That's exactly what it means...and for good reason. They can not legally commission a tip. That's a non starter in every court in America and a good way to earn the ire of virtually everyone...even those who don't tip.

Just ask Starbucks.

2 issues...the bus and fare rates.....

The bus issue in large cities is a non issue. People in SF that take uber to work virtually never take the bus. Uber knows this. It is a time issue. Remember this because you will see this material again. If you need to go a few miles that take you across market st or into the financial district it the difference between 10 mins for über and 45 mins to an hour on the bus. SF is tore up all over the down town area from construction. Four lanes funneled into one. Left turns limited or removed. Some streets just completely eliminated. We had a shooting from a car chase that killed traffic all day Thursday. All this and we have red bus only lanes that regular traffic are not normally allowed to use. A premium convienent service eliminates the use of the bus for these people. Even at taxi rates. Why? Because of the number one complaint about taxi I hear every day....taxis don't show up. We do. I have countless customers who have just told the money people at their companies that it is uber and nothing else. If that is a problem then they need to find a away not to send them to other cities to work. One guy quit when they told him he had to take the bus when sent out of town. He tried it. Zero time efficiency. Hours added to his day solely for transport from one place to another.

Second...again...more trips are non starters. You can only make so any trips in any large city. You will have passengers cancel that are literally only 2 blocks away due to logistics. Depending on the time of day circling a block in SF can take 10 mins....sometimes 30. Now consider when they cancel you are in the congestion and still have to get out of it. All the while havering more pings and cancellations.You will be spending that time waiting with out a passenger. And that congestion will limit how many runs you can do even if you pick up and drop off simultaneously. I did 30 rides one day last week. Had I done every available ride it would have been over 40. Remember...this is SF. Some pele on here will say...**** those lazy cheap ass ****s...really? Come on out here and let's see you walk those hills and valleys on a time schedule. Let's make this a YouTube event. All cities are flat on a map real life on the other hand...

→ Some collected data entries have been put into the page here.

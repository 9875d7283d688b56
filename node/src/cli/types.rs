use std::fmt;
use std::str::FromStr;

use anyhow::{anyhow, ensure};
use common::api::runner::Port;
use lightning_invoice::Currency;

/// The information required to connect to a bitcoind instance via RPC
#[derive(Clone, Debug, PartialEq, Eq)]
pub struct BitcoindRpcInfo {
    pub username: String,
    pub password: String,
    pub host: String,
    pub port: Port,
}

impl BitcoindRpcInfo {
    fn parse_str(s: &str) -> Option<Self> {
        // format: <username>:<password>@<host>:<port>

        let mut parts = s.split(':');
        let (username, pass_host, port) =
            match (parts.next(), parts.next(), parts.next(), parts.next()) {
                (Some(username), Some(pass_host), Some(port), None) => {
                    (username, pass_host, port)
                }
                _ => return None,
            };

        let mut parts = pass_host.split('@');
        let (password, host) = match (parts.next(), parts.next(), parts.next())
        {
            (Some(password), Some(host), None) => (password, host),
            _ => return None,
        };

        let port = Port::from_str(port).ok()?;

        Some(Self {
            username: username.to_string(),
            password: password.to_string(),
            host: host.to_string(),
            port,
        })
    }
}

impl FromStr for BitcoindRpcInfo {
    type Err = anyhow::Error;

    fn from_str(s: &str) -> Result<Self, Self::Err> {
        Self::parse_str(s).ok_or_else(|| anyhow!("Invalid bitcoind rpc URL"))
    }
}

// NOTE: NodeAlias isn't meaningfully used anywhere - it's only purpose is to
// provide a Display impl for println! statements. Consider removing
#[derive(Clone, Copy, Default, PartialEq, Eq)]
pub struct NodeAlias([u8; 32]);

impl NodeAlias {
    pub fn new(inner: [u8; 32]) -> Self {
        Self(inner)
    }
}

impl FromStr for NodeAlias {
    type Err = anyhow::Error;

    fn from_str(s: &str) -> Result<Self, Self::Err> {
        let bytes = s.as_bytes();
        ensure!(
            bytes.len() <= 32,
            "node alias can't be longer than 32 bytes"
        );

        let mut alias = [0_u8; 32];
        alias[..bytes.len()].copy_from_slice(bytes);

        Ok(Self(alias))
    }
}

impl fmt::Display for NodeAlias {
    fn fmt(&self, f: &mut fmt::Formatter) -> fmt::Result {
        for b in self.0.iter() {
            let c = *b as char;
            if c == '\0' {
                break;
            }
            if c.is_ascii_graphic() || c == ' ' {
                continue;
            }
            write!(f, "{c}")?;
        }
        Ok(())
    }
}

impl fmt::Debug for NodeAlias {
    fn fmt(&self, f: &mut fmt::Formatter<'_>) -> fmt::Result {
        fmt::Display::fmt(self, f)
    }
}

#[derive(Clone, Copy, Debug, PartialEq, Eq)]
pub struct Network(bitcoin::Network);

impl Network {
    pub fn into_inner(self) -> bitcoin::Network {
        self.0
    }

    pub fn to_str(self) -> &'static str {
        match self.into_inner() {
            bitcoin::Network::Bitcoin => "main",
            bitcoin::Network::Testnet => "test",
            bitcoin::Network::Regtest => "regtest",
            bitcoin::Network::Signet => "signet",
        }
    }
}

impl Default for Network {
    fn default() -> Self {
        Self(bitcoin::Network::Testnet)
    }
}

impl FromStr for Network {
    type Err = anyhow::Error;

    fn from_str(s: &str) -> Result<Self, Self::Err> {
        let network = bitcoin::Network::from_str(s)?;
        ensure!(
            !matches!(network, bitcoin::Network::Bitcoin),
            "Mainnet is disabled for now"
        );
        Ok(Self(network))
    }
}

impl From<Network> for bitcoin_bech32::constants::Network {
    fn from(network: Network) -> Self {
        match network.into_inner() {
            bitcoin::Network::Bitcoin => {
                bitcoin_bech32::constants::Network::Bitcoin
            }
            bitcoin::Network::Testnet => {
                bitcoin_bech32::constants::Network::Testnet
            }
            bitcoin::Network::Regtest => {
                bitcoin_bech32::constants::Network::Regtest
            }
            bitcoin::Network::Signet => {
                bitcoin_bech32::constants::Network::Signet
            }
        }
    }
}

impl From<Network> for Currency {
    fn from(network: Network) -> Self {
        match network.into_inner() {
            bitcoin::Network::Bitcoin => Currency::Bitcoin,
            bitcoin::Network::Testnet => Currency::BitcoinTestnet,
            bitcoin::Network::Regtest => Currency::Regtest,
            bitcoin::Network::Signet => Currency::Signet,
        }
    }
}

#[cfg(test)]
mod test {
    use super::*;

    #[test]
    fn test_parse_bitcoind_rpc_info() {
        let expected = BitcoindRpcInfo {
            username: "hello".to_string(),
            password: "world".to_string(),
            host: "foo.bar".to_string(),
            port: 1234,
        };
        let actual =
            BitcoindRpcInfo::from_str("hello:world@foo.bar:1234").unwrap();
        assert_eq!(expected, actual);
    }

    #[test]
    fn test_parse_node_alias() {
        let expected = NodeAlias(*b"hello, world - this is lexe\0\0\0\0\0");
        let actual =
            NodeAlias::from_str("hello, world - this is lexe").unwrap();
        assert_eq!(expected, actual);
    }
}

What some one should have done is shown the rep how this works. I know, they didn't want to hear it. But you do it anyway with the caveat that you know they can't change it but you want it brought to the attention of those who can.


----------



## UL Driver SF (Aug 29, 2014)

John Oliver had it right when he crashed part of the FCC web site.

How many uber drivers are there? How many e mail accounts can thy produce? Let's say they produce 5 each and complain to uber and left about the rates around the clock? Enlist 4chan or reddit? Any of them have friends or family who could do the same? Riders who are complaining about the slide in service?

What should be in these e mails? How the rate cuts effect the drivers on a realistic basis. The slide in service or quality of personel. How about everything you people are *****ing about on here?

As I said in another thread....these people couldn't organize a bake sale because they are too busy trying to shit on one another.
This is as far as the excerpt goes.